Sparrowhawk

Her tongue is a beak, pecking at the crumbs of the mistakes she sees. Arrive late. Peck. Forgot my book. Peck. Poor grammar. Peck. Untucked shirt. Peck. Looking the wrong way. Peck. The skin of my torso tightens, ribs forget the are there to protect me. Peck. Talking too much. Peck. I didn’t say anything. Peck. Get out and stay out.

© Carl Burkitt 2022

House Sparrow

There’s a picture of you holding me in your arms. I can’t be bigger than one of your RAF boots, the ones as polished as your Brylcreemed head. It’s nice knowing the baby ears in that photo heard your voice. Perhaps it talked to them about Yorkshire puddings or where made the best beer: Malta, Singapore, or Beverley. Perhaps they told me to stop crying or whispered Everything will be OK.

© Carl Burkitt 2022

Green Woodpecker

There’s a post-box outside my block of flats with two letter holes. It’s the double-width kind like the one you leap frogged with no hands outside my Uni accommodation. You flew over it so easily, the drunk man who bet you couldn’t gave me 20 quid and said, He’s the coolest guy I’ve ever met. Do you remember hiding in the loo at that house party to sellotape our feet to our faces when those women wanted to kiss us?

© Carl Burkitt 2022

Linnet

Driving past the turnoff to your cul-de-sac, I can still feel the box of Roses in my sweaty, eight-year-old hands. The chocolates cost me about one million pounds. How many cars must I have washed? I sat in my room for 50 years after sprinting from your front door thinking of you nibbling a Golden Barrel like a squirrel, waiting for Sunday to end. It’s Monday, and I hear you say my name from behind a tree in the playground telling your friends you Prefer Quality Street. You. Said. My. Name.

© Carl Burkitt 2022

Chaffinch

He’s perched on a car seat with a finger up his nose, the crumbs of fallen Pom Bear arms and legs are dotted around him like chips across a Scottish beach. Snot sits on cheeks built by experts. He sees a green tractor and demands a yellow tractor, a red tractor, a blue tractor, a yellow tractor, a red tractor, a blue tractor. The letters for Please forget how to form an orderly queue. His eyes fill the rear-view mirror, the source of the River Tay: gentle, powerful.

© Carl Burkitt 2022

The difficult bits

He’s standing in my doorway, a red polo neck
peeking out of a blue Puma jumper.
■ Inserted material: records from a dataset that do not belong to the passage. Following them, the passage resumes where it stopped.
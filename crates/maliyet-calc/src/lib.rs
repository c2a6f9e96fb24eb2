//! # Maliyet Calc - 成本繼承計算引擎
//!
//! 核心計算引擎，提供：
//! - 尺寸 / 名稱-tier 分組（`partition`）
//! - 幾何推導量：面積、desi、角色數量（`geometry`)
//! - 貨運箱最適匹配（`boxfit`）
//! - Kaplama 成本建議（`kaplama`）
//! - 既有資料回填重建（`prefill`）
//! - 繼承執行器：讀 → 驗證 → 計算 → 單批提交（`executor`）

pub mod boxfit;
pub mod executor;
pub mod geometry;
pub mod kaplama;
pub mod partition;
pub mod prefill;

pub use boxfit::{fit_tolerance, suggest_box};
pub use executor::{InheritanceExecutor, ParentGuard, ParentLocks};
pub use kaplama::{ranked_options, suggest_coating, CoatingSuggestion, Confidence};
pub use partition::{partition, MappingEntry, MappingState, NameGroup, SelectionState, SizeGroup};
pub use prefill::{reconstruct_prefill, PrefillSuggestion};

use rust_decimal::Decimal;
use serde::{Deserialize, Serialize};
use uuid::Uuid;

/// 繼承作業的完整結果
#[derive(Debug, Clone, Serialize, Deserialize)]
pub struct InheritanceResult {
    /// 本次執行的唯一識別
    pub run_id: Uuid,

    /// Parent 名稱
    pub parent_name: String,

    /// 已寫入的 child 數量
    pub children_updated: usize,

    /// 記入 skip 清單的 child 數量（仍可能有部分寫入）
    pub children_skipped: usize,

    /// 逐 child 明細
    pub details: Vec<ChildDetail>,

    /// Skip 清單與原因
    pub skipped: Vec<SkippedChild>,

    /// 執行耗時（毫秒）
    pub elapsed_ms: Option<u128>,
}

/// 單一 child 的繼承明細
#[derive(Debug, Clone, Serialize, Deserialize)]
pub struct ChildDetail {
    pub child_sku: String,
    pub child_name: String,
    pub variation_size: String,

    /// 指派的 kargo 成本名稱
    pub kargo_cost_name: String,

    /// 指派的 kaplama 成本名稱清單（可為空）
    pub kaplama_cost_names: Vec<String>,

    /// 正規化貨運代碼，如 `M-13`
    pub kargo_kodu: Option<String>,

    /// 箱短邊（公分）
    pub kargo_en: Option<Decimal>,

    /// 箱長邊（公分）
    pub kargo_boy: Option<Decimal>,

    /// 箱高（公分）
    pub kargo_yukseklik: Option<Decimal>,

    /// 貨運重量（公斤）
    pub kargo_agirlik: Decimal,

    /// 計費 desi（0.5 進位）
    pub kargo_desi: Option<Decimal>,

    /// 產品面積（平方米）
    pub alan_m2: Option<Decimal>,

    /// 保麗龍數量 = 面積 × 1.2
    pub strafor: Option<Decimal>,

    /// 烤漆工時數量 = 面積 × 5
    pub boya_iscilik: Option<Decimal>,

    /// 鈑金數量 = 面積
    pub sac: Option<Decimal>,

    /// MDF 數量 = 面積
    pub mdf: Option<Decimal>,
}

/// Skip 清單項目
#[derive(Debug, Clone, Serialize, Deserialize)]
pub struct SkippedChild {
    pub child_sku: String,
    pub variation_size: String,
    pub reason: String,
}
//! 記憶體存儲實作
//!
//! 測試與示例用的 [`CostStore`] 實作。提交批次時整體持有內部鎖，
//! 確保批次語意（取代 kargo、整組替換 kaplama）與唯一鍵約束
//! `(child_sku, material_id)` / `(child_sku, cost_name)`。

use std::collections::BTreeMap;
use std::sync::Mutex;

use chrono::Utc;
use maliyet_core::{normalize_kargo_code, Child, CostCategory, CostDefinition, Material};
use maliyet_core::{MaliyetError, Result};
use rust_decimal::Decimal;

use crate::{CostAssignmentWrite, CostStore, ProductCost, ProductMaterial, WriteBatch};

#[derive(Debug, Default)]
struct Inner {
    children: Vec<Child>,
    materials: Vec<Material>,
    cost_definitions: Vec<CostDefinition>,
    /// (child_sku, material_id) → 指派列
    product_materials: BTreeMap<(String, i64), ProductMaterial>,
    /// (child_sku, cost_name) → 指派列
    product_costs: BTreeMap<(String, String), ProductCost>,
}

/// 記憶體存儲
#[derive(Debug, Default)]
pub struct MemoryStore {
    inner: Mutex<Inner>,
}

impl MemoryStore {
    /// 創建空存儲
    pub fn new() -> Self {
        Self::default()
    }

    /// 加入一個 child
    pub fn insert_child(&self, child: Child) {
        self.inner.lock().unwrap().children.push(child);
    }

    /// 加入一個原物料
    pub fn insert_material(&self, material: Material) {
        self.inner.lock().unwrap().materials.push(material);
    }

    /// 加入一個成本定義
    pub fn insert_cost_definition(&self, definition: CostDefinition) {
        self.inner.lock().unwrap().cost_definitions.push(definition);
    }

    /// 直接寫入一筆原物料指派（測試 / 既有資料重建用）
    pub fn seed_product_material(&self, child_sku: &str, material_id: i64, quantity: Decimal) {
        let mut inner = self.inner.lock().unwrap();
        inner.product_materials.insert(
            (child_sku.to_string(), material_id),
            ProductMaterial {
                child_sku: child_sku.to_string(),
                material_id,
                quantity,
                updated_at: Utc::now(),
            },
        );
    }

    /// 直接寫入一筆生效成本指派（測試 / 既有資料重建用）
    pub fn seed_product_cost(&self, child_sku: &str, cost_name: &str) {
        let mut inner = self.inner.lock().unwrap();
        inner.product_costs.insert(
            (child_sku.to_string(), cost_name.to_string()),
            ProductCost {
                child_sku: child_sku.to_string(),
                cost_name: cost_name.to_string(),
                assigned: true,
                updated_at: Utc::now(),
            },
        );
    }

    /// 查詢 child 目前快照
    pub fn child(&self, child_sku: &str) -> Option<Child> {
        self.inner
            .lock()
            .unwrap()
            .children
            .iter()
            .find(|c| c.child_sku == child_sku)
            .cloned()
    }

    /// 查詢 child 生效中的成本名稱（排序後）
    pub fn assigned_cost_names(&self, child_sku: &str) -> Vec<String> {
        let inner = self.inner.lock().unwrap();
        let mut names: Vec<String> = inner
            .product_costs
            .values()
            .filter(|pc| pc.child_sku == child_sku && pc.assigned)
            .map(|pc| pc.cost_name.clone())
            .collect();
        names.sort();
        names
    }

    /// 查詢 (child, material) 數量
    pub fn material_quantity(&self, child_sku: &str, material_id: i64) -> Option<Decimal> {
        self.inner
            .lock()
            .unwrap()
            .product_materials
            .get(&(child_sku.to_string(), material_id))
            .map(|pm| pm.quantity)
    }

    /// 指派列總數（重複列檢查用）
    pub fn cost_row_count(&self, child_sku: &str) -> usize {
        self.inner
            .lock()
            .unwrap()
            .product_costs
            .values()
            .filter(|pc| pc.child_sku == child_sku)
            .count()
    }

    fn is_kargo_name(definitions: &[CostDefinition], cost_name: &str) -> bool {
        let by_catalog = definitions
            .iter()
            .any(|d| d.category == CostCategory::Kargo && d.name == cost_name);
        // 目錄缺漏時退回代碼樣式判斷
        by_catalog || normalize_kargo_code(cost_name).is_some()
    }

    fn apply_cost_assignment(inner: &mut Inner, write: &CostAssignmentWrite) {
        let now = Utc::now();

        // 取代語意：舊的 kargo 指派撤銷；kaplama 集合整組替換
        for pc in inner.product_costs.values_mut() {
            if pc.child_sku != write.child_sku || !pc.assigned {
                continue;
            }
            if Self::is_kargo_name(&inner.cost_definitions, &pc.cost_name) {
                if pc.cost_name != write.kargo_cost_name {
                    pc.assigned = false;
                    pc.updated_at = now;
                }
            } else if !write.kaplama_cost_names.contains(&pc.cost_name) {
                pc.assigned = false;
                pc.updated_at = now;
            }
        }

        let mut assign = |cost_name: &str| {
            let key = (write.child_sku.clone(), cost_name.to_string());
            inner
                .product_costs
                .entry(key)
                .and_modify(|pc| {
                    if !pc.assigned {
                        pc.assigned = true;
                        pc.updated_at = now;
                    }
                })
                .or_insert_with(|| ProductCost {
                    child_sku: write.child_sku.clone(),
                    cost_name: cost_name.to_string(),
                    assigned: true,
                    updated_at: now,
                });
        };

        assign(&write.kargo_cost_name);
        for name in &write.kaplama_cost_names {
            assign(name);
        }
    }
}

impl CostStore for MemoryStore {
    fn fetch_children(&self, parent_name: &str) -> Result<Vec<Child>> {
        let inner = self.inner.lock().unwrap();
        Ok(inner
            .children
            .iter()
            .filter(|c| c.parent_name == parent_name && c.is_active)
            .cloned()
            .collect())
    }

    fn fetch_materials(&self) -> Result<Vec<Material>> {
        let inner = self.inner.lock().unwrap();
        Ok(inner
            .materials
            .iter()
            .filter(|m| m.is_active)
            .cloned()
            .collect())
    }

    fn fetch_cost_definitions(&self) -> Result<Vec<CostDefinition>> {
        Ok(self.inner.lock().unwrap().cost_definitions.clone())
    }

    fn fetch_product_materials(&self, parent_name: &str) -> Result<Vec<ProductMaterial>> {
        let inner = self.inner.lock().unwrap();
        let skus: Vec<&str> = inner
            .children
            .iter()
            .filter(|c| c.parent_name == parent_name && c.is_active)
            .map(|c| c.child_sku.as_str())
            .collect();
        Ok(inner
            .product_materials
            .values()
            .filter(|pm| skus.contains(&pm.child_sku.as_str()))
            .cloned()
            .collect())
    }

    fn fetch_assigned_costs(&self, parent_name: &str) -> Result<Vec<ProductCost>> {
        let inner = self.inner.lock().unwrap();
        let skus: Vec<&str> = inner
            .children
            .iter()
            .filter(|c| c.parent_name == parent_name && c.is_active)
            .map(|c| c.child_sku.as_str())
            .collect();
        Ok(inner
            .product_costs
            .values()
            .filter(|pc| pc.assigned && skus.contains(&pc.child_sku.as_str()))
            .cloned()
            .collect())
    }

    fn commit(&self, batch: WriteBatch) -> Result<()> {
        let mut inner = self.inner.lock().unwrap();

        // 先驗證所有 SKU 存在，批次才動手寫（不允許部分提交）
        for update in &batch.shipping_updates {
            if !inner.children.iter().any(|c| c.child_sku == update.child_sku) {
                return Err(MaliyetError::StorageError(format!(
                    "未知的 child_sku: {}",
                    update.child_sku
                )));
            }
        }

        for update in &batch.shipping_updates {
            if let Some(child) = inner
                .children
                .iter_mut()
                .find(|c| c.child_sku == update.child_sku)
            {
                child.kargo_kodu = update.kargo_kodu.clone();
                child.kargo_en = update.kargo_en;
                child.kargo_boy = update.kargo_boy;
                child.kargo_yukseklik = update.kargo_yukseklik;
                child.kargo_agirlik = Some(update.kargo_agirlik);
                child.kargo_desi = update.kargo_desi;
            }
        }

        for upsert in &batch.material_upserts {
            let key = (upsert.child_sku.clone(), upsert.material_id);
            let now = Utc::now();
            inner
                .product_materials
                .entry(key)
                .and_modify(|pm| {
                    if pm.quantity != upsert.quantity {
                        pm.quantity = upsert.quantity;
                        pm.updated_at = now;
                    }
                })
                .or_insert_with(|| ProductMaterial {
                    child_sku: upsert.child_sku.clone(),
                    material_id: upsert.material_id,
                    quantity: upsert.quantity,
                    updated_at: now,
                });
        }

        for write in &batch.cost_assignments {
            Self::apply_cost_assignment(&mut inner, write);
        }

        Ok(())
    }
}

#[cfg(test)]
mod tests {
    use super::*;
    use crate::{MaterialUpsert, ShippingUpdate};
    use maliyet_core::BoxCapacity;

    fn store_with_defs() -> MemoryStore {
        let store = MemoryStore::new();
        store.insert_child(Child::new(
            "SKU-1".to_string(),
            "Ayna".to_string(),
            "P1".to_string(),
        ));
        store.insert_cost_definition(CostDefinition::kargo(
            1,
            "M-13".to_string(),
            BoxCapacity::new(Decimal::from(60), Decimal::from(40)),
        ));
        store.insert_cost_definition(CostDefinition::kargo(
            2,
            "M-7".to_string(),
            BoxCapacity::new(Decimal::from(30), Decimal::from(20)),
        ));
        store.insert_cost_definition(CostDefinition::kaplama(3, "Gold Kaplama".to_string()));
        store.insert_cost_definition(CostDefinition::kaplama(4, "Silver Kaplama".to_string()));
        store
    }

    #[test]
    fn test_kargo_assignment_supersedes() {
        let store = store_with_defs();
        store.seed_product_cost("SKU-1", "M-7");

        let mut batch = WriteBatch::new();
        batch.cost_assignments.push(CostAssignmentWrite {
            child_sku: "SKU-1".to_string(),
            kargo_cost_name: "M-13".to_string(),
            kaplama_cost_names: vec!["Gold Kaplama".to_string()],
        });
        store.commit(batch).unwrap();

        // 舊的 kargo 撤銷，不會同時存在兩個 kargo 指派
        assert_eq!(
            store.assigned_cost_names("SKU-1"),
            vec!["Gold Kaplama".to_string(), "M-13".to_string()]
        );
    }

    #[test]
    fn test_kaplama_set_is_replaced_not_merged() {
        let store = store_with_defs();
        store.seed_product_cost("SKU-1", "Silver Kaplama");

        let mut batch = WriteBatch::new();
        batch.cost_assignments.push(CostAssignmentWrite {
            child_sku: "SKU-1".to_string(),
            kargo_cost_name: "M-13".to_string(),
            kaplama_cost_names: vec!["Gold Kaplama".to_string()],
        });
        store.commit(batch).unwrap();

        let names = store.assigned_cost_names("SKU-1");
        assert!(!names.contains(&"Silver Kaplama".to_string()));
        assert!(names.contains(&"Gold Kaplama".to_string()));
    }

    #[test]
    fn test_material_upsert_no_duplicate_rows() {
        let store = store_with_defs();
        for _ in 0..2 {
            let mut batch = WriteBatch::new();
            batch.material_upserts.push(MaterialUpsert {
                child_sku: "SKU-1".to_string(),
                material_id: 9,
                quantity: Decimal::from(3),
            });
            store.commit(batch).unwrap();
        }
        assert_eq!(store.material_quantity("SKU-1", 9), Some(Decimal::from(3)));
    }

    #[test]
    fn test_commit_rejects_unknown_sku() {
        let store = store_with_defs();
        let mut batch = WriteBatch::new();
        batch.shipping_updates.push(ShippingUpdate {
            child_sku: "YOK".to_string(),
            kargo_kodu: None,
            kargo_en: None,
            kargo_boy: None,
            kargo_yukseklik: None,
            kargo_agirlik: Decimal::ONE,
            kargo_desi: None,
        });
        assert!(store.commit(batch).is_err());
    }
}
His black
jeans fit nicely and his running shoes look well
worked. We’ve been talking for two minutes.
He owns Flat 7 and is sorting out a few bits
before the new tenant moves in, and he heads back
to Sidney to be with his boys. He lived here
for 50 years but there’s no family left and when
he gets ill he can’t expect to rely on friends
to do the difficult bits. I’m Tony, by the way, he says.
I’m Carl, I reply, without hugging him
or explaining how my middle name is Antony.
He asks if I’ve got terrestrial or Virgin Media.
He asks if he can see my grill
because he seems to have lost his.
He compliments my son’s basket of cars
and trips on the kitchen’s baby gate.
Hopefully we’ll meet again, he says,
sprinting off to ASDA.

© Carl Burkitt 2022

I am a pirate again

My head is surrounded
by the familiar twang of Alright?
as I walk through shipwrecks of kisses
with confused tongues, step off
planks into awkward conversations,
pretend to enjoy rum at house parties.
I am a pirate again
with a parrot on my shoulder
doing all of the talking for me,
making me appear in charge.

© Carl Burkitt 2022

The fit boy at school just got married

There is not a BMX or pair of Vans
in this barn. He is not wearing Kurt Cobain jeans
and his top button is done up. I just saw him
tuck his shirt in. A guy I know who once ate pizza
in his pants in my living room is Tweeting
about a few-day residential he’s just been on
with his primary school. He’s drinking ale
because he is old enough to be a teacher.
Brimful of Asha just came on
and I’m wondering if I’m going to be wedgied.

© Carl Burkitt 2022

Meaning

Squirrels do not understand
the word nut
but they wake up every morning
to find one.
You are standing
outside of a Papa John’s Pizza place
in the middle of the day
telling me you want some steps
to reach the moon.
I have a heavy carrier bag
and say we need to go home,
the apples of my imaginition
dropping one by one
to the floor.

© Carl Burkitt 2022

Who knows?

The man with the same length hair
on his head as the hair on his chin
is sitting in the café with an unopened pot
of Kenco coffee on the table in front of him.
A back up plan? A threat? Who knows?
His colleague is at the counter
ordering two skinny lattes from his balmed lips.
The man with the same length hair
on his head as the hair on his chin
is looking out of the window.
Bored? Excited? Who knows?
His feet are tapping along to Kelly Clarkson.